I work with a lot of “Millennial” aged clients, as well as follow many of the discussion boards, blogs, podcasts, and Reddit on personal finance. I consider myself a Millennial myself (depending on what the age cut-off is, I might have to go with Xennial) and by my estimation, this generation seems to have the best head on its shoulders when it comes to smart investing and financial planning.

My experience with most of the under-40 crowd has been investors proficient with spreadsheets and knowledgeable about indexing, ETFs, asset allocation, and fees. Unlike older generations they’re completely unimpressed – even outright cynical – with stock-picking and active fund management. My industry is one where a lot of the older investment advisors sell themselves on their stock-picking prowess or sell active mutual funds and hedge funds on their past track records, and their older client-base eats it all up.

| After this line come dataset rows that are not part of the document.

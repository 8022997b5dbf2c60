//! 工具函数模块

/// 本机主机名，取不到时返回 `localhost`
pub fn hostname() -> String {
    ::hostname::get()
        .ok()
        .and_then(|h| h.into_string().ok())
        .filter(|h| !h.is_empty())
        .unwrap_or_else(|| "localhost".to_string())
}

/// 拆分 `host:port`，支持 `[ipv6]:port`
///
/// 不做端口合法性校验；包含 `/` 或缺少端口分隔符时返回 `None`
pub fn split_host_port(addr: &str) -> Option<(&str, &str)> {
    if addr.contains('/') {
        return None;
    }
    if let Some(rest) = addr.strip_prefix('[') {
        let (host, tail) = rest.split_once(']')?;
        let port = tail.strip_prefix(':')?;
        if port.contains([':', '[', ']']) {
            return None;
        }
        return Some((host, port));
    }
    let (host, port) = addr.rsplit_once(':')?;
    if host.contains([':', '[', ']']) || port.contains(['[', ']']) {
        return None;
    }
    Some((host, port))
}

/// 是否为 `host:port` 形式
pub fn is_host_port(addr: &str) -> bool {
    split_host_port(addr).is_some()
}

For myself, stock-picking never factored into my business, and I’ve always marketed myself as a financial planner first, portfolio manager second. Having a portfolio of good investments maybe factors 20% into your long-term success, but the other 80% comes from strategy (financial planning!) and – above all else – discipline over emotions. This is a topic I want to cover with this blog post.

Are you ready for a bear market?

I’m afraid of the next bear market. Not because of the inevitable “drawdown” (the decline from market peak to trough) on our portfolios, but because of what the average Millennial investor is going to do; how they’re going to react.

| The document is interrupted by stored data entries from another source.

//! 注册写入
//!
//! 负责生成注册 key/value、按需绑定租约、写入存储，并记录本地已注册 key，
//! 供关闭时尽力清理。已注册表按 key 分片，插入与删除互不阻塞。

use dashmap::DashMap;
use std::sync::Arc;
use std::time::Duration;
use tracing::{error, info};

use super::keys;
use super::lease::LeaseManager;
use crate::context::RequestContext;
use crate::error::{ErrorKind, RegistryError, Result};
use crate::store::KvStore;
use crate::types::ServiceInfo;

/// 注册器
pub struct Registrar {
    store: Arc<dyn KvStore>,
    leases: Arc<LeaseManager>,
    /// 已注册 key -> 最近一次写入的 value
    kvs: DashMap<String, String>,
    prefix: String,
    hostname: String,
    ttl: i64,
    read_timeout: Duration,
}

impl Registrar {
    pub fn new(
        store: Arc<dyn KvStore>,
        leases: Arc<LeaseManager>,
        prefix: impl Into<String>,
        hostname: impl Into<String>,
        ttl: i64,
        read_timeout: Duration,
    ) -> Self {
        Self {
            store,
            leases,
            kvs: DashMap::new(),
            prefix: prefix.into(),
            hostname: hostname.into(),
            ttl,
            read_timeout,
        }
    }

    pub fn prefix(&self) -> &str {
        &self.prefix
    }

    /// 业务注册 key
    pub fn register_key(&self, info: &ServiceInfo) -> String {
        keys::service_key(&self.prefix, info)
    }

    /// 注册业务 key，续约跟随调用方的取消信号
    pub async fn register_business(&self, ctx: &RequestContext, info: &ServiceInfo) -> Result<()> {
        let key = self.register_key(info);
        let value = keys::service_value(info)?;
        self.write(ctx, key, value, Some(ctx.cancel_token().clone()))
            .await
    }

    /// 治理服务额外注册指标 key，续约不受调用方取消影响
    pub async fn register_metric(&self, ctx: &RequestContext, info: &ServiceInfo) -> Result<()> {
        if !info.is_governor() {
            return Ok(());
        }
        let key = keys::metric_key(&info.name, &self.hostname);
        self.write(ctx, key, info.address.clone(), None).await
    }

    async fn write(
        &self,
        ctx: &RequestContext,
        key: String,
        value: String,
        renew_cancel: Option<tokio_util::sync::CancellationToken>,
    ) -> Result<()> {
        let lease_id = if self.ttl > 0 {
            let lease_id = ctx
                .run(self.read_timeout, self.leases.acquire(&key, self.ttl))
                .await
                .inspect_err(|e| {
                    error!(kind = %ErrorKind::Lease, key = %key, error = %e, "acquire lease");
                })?;
            Some(lease_id)
        } else {
            None
        };

        let put = self.store.put(&key, value.clone().into_bytes(), lease_id);
        if let Err(e) = ctx.run(self.read_timeout, put).await {
            let err = match e {
                RegistryError::Timeout(_) | RegistryError::Cancelled => e,
                other => RegistryError::register(&key, other),
            };
            error!(kind = %ErrorKind::Register, key = %key, value = %value, error = %err, "register service");
            return Err(err);
        }

        if let Some(lease_id) = lease_id {
            self.leases.renew(&key, lease_id, renew_cancel);
        }

        info!(key = %key, value = %value, "register service");
        self.kvs.insert(key, value);
        Ok(())
    }

    /// 注销：先释放租约再删除 key，删除成功后才从本地表移除
    pub async fn unregister(&self, key: &str) -> Result<()> {
        self.leases.release(key).await?;
        self.store.delete(key).await?;
        self.kvs.remove(key);
        Ok(())
    }

    /// 当前已注册的 key/value
    pub fn registered(&self) -> Vec<(String, String)> {
        self.kvs
            .iter()
            .map(|entry| (entry.key().clone(), entry.value().clone()))
            .collect()
    }

    pub fn is_registered(&self, key: &str) -> bool {
        self.kvs.contains_key(key)
    }
}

Many investors in the under-40 crowd have never really experienced a real decline in the markets, like the 50ish% drawdown in 2008/2009. If we were investing prior to 2008, then we were just starting out and what we had invested probably wasn’t a 6-figure portfolio, thus we haven’t emotionally experienced seeing tens of thousands of dollars wiped off our account balances. Many in the under-30 crowd didn’t even experience the 20% drawdown in the summer of 2011.

If your investing experience only started post-2012 then you haven’t experienced a full blown bear market and don’t know how you’re going to react.

Yes, it’s easy to look at history and see that even if you invested all your money in an S&P 500 ETF at the market peak in October of 2007 and simply stood pat and kept reinvesting your dividends you would have doubled your original investment by now.  Yes, it’s easy to see the long-term benefit of dollar cost averaging into the markets through thick or thin. Yes, it’s easy to look at a long-term graph and see how completely inconsequential (a tiny blip) “Black Monday” was in 1987 (a more than 20% drawdown in one day!). You can tell yourself “I will never make the mistake of being scared out of the markets”.

Obviously, you know that historically most stock markets have trended upward over the long-term, and a portfolio diversified across many markets has seen a fairly steady rise over the long-term. One of the prophets of behavioural investing, Nick Murray, once said “a permanent loss in a well-diversified stock portfolio is a human creation, of which the market itself is incapable”. Indeed 100% of the people who ever lost money investing in stocks did so because they made stupid decisions, like selling low, buying into bubbles (cough-crypto-cough) or generally buying long-term investments when the goals for their money weren’t long-term.

Historically it’s crystal-clear, and you’re telling yourself “next bear market I’m going to back up the truck and buy”, but you have to have really been there in 2008/2009, and have had a significant amount invested (at much higher prices!) to know what a bear market really feels like. Things were so apocalyptic-feeling, one often wondered if we’d end up reverting to using canned food or seashells as currency. If you’d been investing for the prior 5 to 10 years, you lost ALL of your investment returns to date, and then some. In early 2009 the S&P500 and TSX Composite returned to 1996 levels! The news media absolutely battered us with scary headlines, with no end in sight.

Anyone can be affected

Even I made a mistake with my own investments; not that I sold anything, but when I started my TFSA in Jan 2009, I didn’t follow my long-term investing plan, or make the best use of the permanent tax shelter, instead just investing the money into a bond fund. Thankfully, with corporate bonds so beaten up, it still made a double digit return for the year, but my point is that making mistakes during bear markets can be as simple as that, or as simple as abandoning a monthly contribution plan out of fear.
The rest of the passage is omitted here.